[Records from a collection]
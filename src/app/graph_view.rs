use std::collections::{HashMap, HashSet};

use eframe::egui::{self, Align2, Color32, FontId, Pos2, Rect, Sense, Stroke, Ui};
use fuzzy_matcher::FuzzyMatcher;
use fuzzy_matcher::skim::SkimMatcherV2;

use crate::profile::NodeGroup;

use super::ViewModel;
use super::render_utils::{draw_background, draw_tooltip, screen_to_world, world_to_screen};

const ROOT_COLOR: Color32 = Color32::from_rgb(248, 113, 113);
const CATEGORY_COLOR: Color32 = Color32::from_rgb(52, 211, 153);

fn fuzzy_match_score(matcher: &SkimMatcherV2, text: &str, query: &str) -> Option<i64> {
    matcher
        .fuzzy_match(text, query)
        .or_else(|| matcher.fuzzy_match(&text.to_ascii_lowercase(), &query.to_ascii_lowercase()))
}

fn node_radius(group: NodeGroup, value: f64) -> f32 {
    match group {
        NodeGroup::Root => 26.0,
        NodeGroup::Category => 8.0 + (value.clamp(0.0, 10.0) as f32) * 1.4,
    }
}

impl ViewModel {
    pub(super) fn draw_graph(&mut self, ui: &mut Ui) {
        let (rect, response) = ui.allocate_exact_size(ui.available_size(), Sense::click_and_drag());
        let painter = ui.painter_at(rect);

        draw_background(&painter, rect, self.pan, self.zoom);
        self.handle_graph_zoom(ui, rect, &response);
        self.handle_graph_pan(&response);

        if self.graph_data.nodes.is_empty() {
            painter.text(
                rect.center(),
                Align2::CENTER_CENTER,
                "No graph data for this record",
                FontId::proportional(14.0),
                Color32::GRAY,
            );
            return;
        }

        let screen_positions = self
            .node_positions
            .iter()
            .map(|world| world_to_screen(rect, self.pan, self.zoom, *world))
            .collect::<Vec<_>>();
        let screen_radii = self
            .graph_data
            .nodes
            .iter()
            .map(|node| {
                (node_radius(node.group, node.value) * self.zoom.powf(0.4)).clamp(3.0, 46.0)
            })
            .collect::<Vec<_>>();

        let index_by_id = self
            .graph_data
            .nodes
            .iter()
            .enumerate()
            .map(|(index, node)| (node.id.as_str(), index))
            .collect::<HashMap<_, _>>();

        for link in &self.graph_data.links {
            let (Some(&from), Some(&to)) = (
                index_by_id.get(link.source.as_str()),
                index_by_id.get(link.target.as_str()),
            ) else {
                continue;
            };

            let alpha = 60 + (link.value.clamp(0.0, 1.0) * 140.0) as u8;
            painter.line_segment(
                [screen_positions[from], screen_positions[to]],
                Stroke::new(
                    1.0 + link.value as f32 * 2.0,
                    Color32::from_rgba_unmultiplied(148, 163, 184, alpha),
                ),
            );
        }

        let highlighted = self.highlighted_nodes();
        let hovered = hovered_index(ui, &screen_positions, &screen_radii);

        for (index, node) in self.graph_data.nodes.iter().enumerate() {
            let center = screen_positions[index];
            let mut radius = screen_radii[index];
            let mut fill = match node.group {
                NodeGroup::Root => ROOT_COLOR,
                NodeGroup::Category => CATEGORY_COLOR,
            };

            let dimmed = highlighted
                .as_ref()
                .is_some_and(|matches| !matches.contains(&index));
            if dimmed {
                fill = fill.gamma_multiply(0.3);
            }
            let is_selected = self.selected.as_deref() == Some(node.name.as_str())
                && node.group == NodeGroup::Category;
            if hovered == Some(index) {
                radius += 2.5;
            }

            painter.circle_filled(center, radius + 5.0, fill.gamma_multiply(0.18));
            let outline = if is_selected {
                Stroke::new(2.5, Color32::WHITE)
            } else {
                Stroke::new(1.2, Color32::from_rgb(19, 23, 29))
            };
            painter.circle(center, radius, fill, outline);

            let label_color = if dimmed {
                Color32::from_rgba_unmultiplied(220, 225, 230, 90)
            } else {
                Color32::from_rgb(220, 225, 230)
            };
            painter.text(
                center - egui::vec2(0.0, radius + 4.0),
                Align2::CENTER_BOTTOM,
                &node.name,
                FontId::proportional(12.0),
                label_color,
            );
        }

        if let Some(index) = hovered {
            let node = &self.graph_data.nodes[index];
            let text = match node.group {
                NodeGroup::Root => node.name.clone(),
                NodeGroup::Category => format!("{}\nStrength: {}/10", node.name, node.value),
            };
            if let Some(pointer) = ui.input(|input| input.pointer.hover_pos()) {
                draw_tooltip(&painter, pointer, &text);
            }
        }

        if response.clicked() {
            self.selected = hovered.and_then(|index| {
                let node = &self.graph_data.nodes[index];
                (node.group == NodeGroup::Category).then(|| node.name.clone())
            });
        }
    }

    /// Fuzzy-highlights nodes matching the search box without changing the
    /// rendered graph; the record search itself is exact-substring and
    /// handled by the session.
    fn highlighted_nodes(&self) -> Option<HashSet<usize>> {
        let query = self.search.trim();
        if query.is_empty() {
            return None;
        }

        let matcher = SkimMatcherV2::default();
        Some(
            self.graph_data
                .nodes
                .iter()
                .enumerate()
                .filter_map(|(index, node)| {
                    fuzzy_match_score(&matcher, &node.name, query).map(|_| index)
                })
                .collect(),
        )
    }

    fn handle_graph_zoom(&mut self, ui: &Ui, rect: Rect, response: &egui::Response) {
        if !response.hovered() {
            return;
        }

        let scroll = ui.input(|input| input.raw_scroll_delta.y);
        if scroll.abs() <= f32::EPSILON {
            return;
        }

        let pointer = ui
            .input(|input| input.pointer.hover_pos())
            .unwrap_or_else(|| rect.center());
        let world_before = screen_to_world(rect, self.pan, self.zoom, pointer);

        let zoom_factor = (1.0 + (scroll * 0.0018)).clamp(0.85, 1.15);
        self.zoom = (self.zoom * zoom_factor).clamp(0.2, 5.0);
        self.pan = pointer - rect.center() - (world_before * self.zoom);
    }

    fn handle_graph_pan(&mut self, response: &egui::Response) {
        if response.dragged_by(egui::PointerButton::Primary)
            || response.dragged_by(egui::PointerButton::Middle)
        {
            self.pan += response.drag_delta();
        }
    }
}

fn hovered_index(ui: &Ui, screen_positions: &[Pos2], screen_radii: &[f32]) -> Option<usize> {
    let pointer = ui.input(|input| input.pointer.hover_pos())?;
    (0..screen_positions.len())
        .filter_map(|index| {
            let distance = screen_positions[index].distance(pointer);
            (distance <= screen_radii[index] + 2.0).then_some((index, distance))
        })
        .min_by(|a, b| a.1.total_cmp(&b.1))
        .map(|(index, _)| index)
}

▶ **Exercise**
In full and verbatim, transcribe the data.

▶ **Your solution**
filename src/app/graph_view.rs
use std::collections::{HashMap, HashSet};

use eframe::egui::{self, Align2, Color32, FontId, Pos2, Rect, Sense, Stroke, Ui};
use fuzzy_matcher::FuzzyMatcher;
use fuzzy_matcher::skim::SkimMatcherV2;

use crate::profile::NodeGroup;

use super::ViewModel;
use super::render_utils::{draw_background, draw_tooltip, screen_to_world, world_to_screen};

const ROOT_COLOR: Color32 = Color32::from_rgb(248, 113, 113);
const CATEGORY_COLOR: Color32 = Color32::from_rgb(52, 211, 153);

fn fuzzy_match_score(matcher: &SkimMatcherV2, text: &str, query: &str) -> Option<i64> {
    matcher
        .fuzzy_match(text, query)
        .or_else(|| matcher.fuzzy_match(&text.to_ascii_lowercase(), &query.to_ascii_lowercase()))
}

fn node_radius(group: NodeGroup, value: f64) -> f32 {
    match group {
        NodeGroup::Root => 26.0,
        NodeGroup::Category => 8.0 + (value.clamp(0.0, 10.0) as f32) * 1.4,
    }
}

impl ViewModel {
    pub(super) fn draw_graph(&mut self, ui: &mut Ui) {
        let (rect, response) = ui.allocate_exact_size(ui.available_size(), Sense::click_and_drag());
        let painter = ui.painter_at(rect);

        draw_background(&painter, rect, self.pan, self.zoom);
        self.handle_graph_zoom(ui, rect, &response);
        self.handle_graph_pan(&response);

        if self.graph_data.nodes.is_empty() {
            painter.text(
                rect.center(),
                Align2::CENTER_CENTER,
                "No graph data for this record",
                FontId::proportional(14.0),
                Color32::GRAY,
            );
            return;
        }

        let screen_positions = self
            .node_positions
            .iter()
            .map(|world| world_to_screen(rect, self.pan, self.zoom, *world))
            .collect::<Vec<_>>();
        let screen_radii = self
            .graph_data
            .nodes
            .iter()
            .map(|node| {
                (node_radius(node.group, node.value) * self.zoom.powf(0.4)).clamp(3.0, 46.0)
            })
            .collect::<Vec<_>>();

        let index_by_id = self
            .graph_data
            .nodes
            .iter()
            .enumerate()
            .map(|(index, node)| (node.id.as_str(), index))
            .collect::<HashMap<_, _>>();

        for link in &self.graph_data.links {
            let (Some(&from), Some(&to)) = (
                index_by_id.get(link.source.as_str()),
                index_by_id.get(link.target.as_str()),
            ) else {
                continue;
            };

            let alpha = 60 + (link.value.clamp(0.0, 1.0) * 140.0) as u8;
            painter.line_segment(
                [screen_positions[from], screen_positions[to]],
                Stroke::new(
                    1.0 + link.value as f32 * 2.0,
                    Color32::from_rgba_unmultiplied(148, 163, 184, alpha),
                ),
            );
        }

        let highlighted = self.highlighted_nodes();
        let hovered = hovered_index(ui, &screen_positions, &screen_radii);

        for (index, node) in self.graph_data.nodes.iter().enumerate() {
            let center = screen_positions[index];
            let mut radius = screen_radii[index];
            let mut fill = match node.group {
                NodeGroup::Root => ROOT_COLOR,
                NodeGroup::Category => CATEGORY_COLOR,
            };

            let dimmed = highlighted
                .as_ref()
                .is_some_and(|matches| !matches.contains(&index));
            if dimmed {
                fill = fill.gamma_multiply(0.3);
            }
            let is_selected = self.selected.as_deref() == Some(node.name.as_str())
                && node.group == NodeGroup::Category;
            if hovered == Some(index) {
                radius += 2.5;
            }

            painter.circle_filled(center, radius + 5.0, fill.gamma_multiply(0.18));
            let outline = if is_selected {
                Stroke::new(2.5, Color32::WHITE)
            } else {
                Stroke::new(1.2, Color32::from_rgb(19, 23, 29))
            };
            painter.circle(center, radius, fill, outline);

            let label_color = if dimmed {
                Color32::from_rgba_unmultiplied(220, 225, 230, 90)
            } else {
                Color32::from_rgb(220, 225, 230)
            };
            painter.text(
                center - egui::vec2(0.0, radius + 4.0),
                Align2::CENTER_BOTTOM,
                &node.name,
                FontId::proportional(12.0),
                label_color,
            );
        }

        if let Some(index) = hovered {
            let node = &self.graph_data.nodes[index];
            let text = match node.group {
                NodeGroup::Root => node.name.clone(),
                NodeGroup::Category => format!("{}\nStrength: {}/10", node.name, node.value),
            };
            if let Some(pointer) = ui.input(|input| input.pointer.hover_pos()) {
                draw_tooltip(&painter, pointer, &text);
            }
        }

        if response.clicked() {
            self.selected = hovered.and_then(|index| {
                let node = &self.graph_data.nodes[index];
                (node.group == NodeGroup::Category).then(|| node.name.clone())
            });
        }
    }

    /// Fuzzy-highlights nodes matching the search box without changing the
    /// rendered graph; the record search itself is exact-substring and
    /// handled by the session.
    fn highlighted_nodes(&self) -> Option<HashSet<usize>> {
        let query = self.search.trim();
        if query.is_empty() {
            return None;
        }

        let matcher = SkimMatcherV2::default();
        Some(
            self.graph_data
                .nodes
                .iter()
                .enumerate()
                .filter_map(|(index, node)| {
                    fuzzy_match_score(&matcher, &node.name, query).map(|_| index)
                })
                .collect(),
        )
    }

    fn handle_graph_zoom(&mut self, ui: &Ui, rect: Rect, response: &egui::Response) {
        if !response.hovered() {
            return;
        }

        let scroll = ui.input(|input| input.raw_scroll_delta.y);
        if scroll.abs() <= f32::EPSILON {
            return;
        }

        let pointer = ui
            .input(|input| input.pointer.hover_pos())
            .unwrap_or_else(|| rect.center());
        let world_before = screen_to_world(rect, self.pan, self.zoom, pointer);

        let zoom_factor = (1.0 + (scroll * 0.0018)).clamp(0.85, 1.15);
        self.zoom = (self.zoom * zoom_factor).clamp(0.2, 5.0);
        self.pan = pointer - rect.center() - (world_before * self.zoom);
    }

    fn handle_graph_pan(&mut self, response: &egui::Response) {
        if response.dragged_by(egui::PointerButton::Primary)
            || response.dragged_by(egui::PointerButton::Middle)
        {
            self.pan += response.drag_delta();
        }
    }
}

fn hovered_index(ui: &Ui, screen_positions: &[Pos2], screen_radii: &[f32]) -> Option<usize> {
    let pointer = ui.input(|input| input.pointer.hover_pos())?;
    (0..screen_positions.len())
        .filter_map(|index| {
            let distance = screen_positions[index].distance(pointer);
            (distance <= screen_radii[index] + 2.0).then_some((index, distance))
        })
        .min_by(|a, b| a.1.total_cmp(&b.1))
        .map(|(index, _)| index)
}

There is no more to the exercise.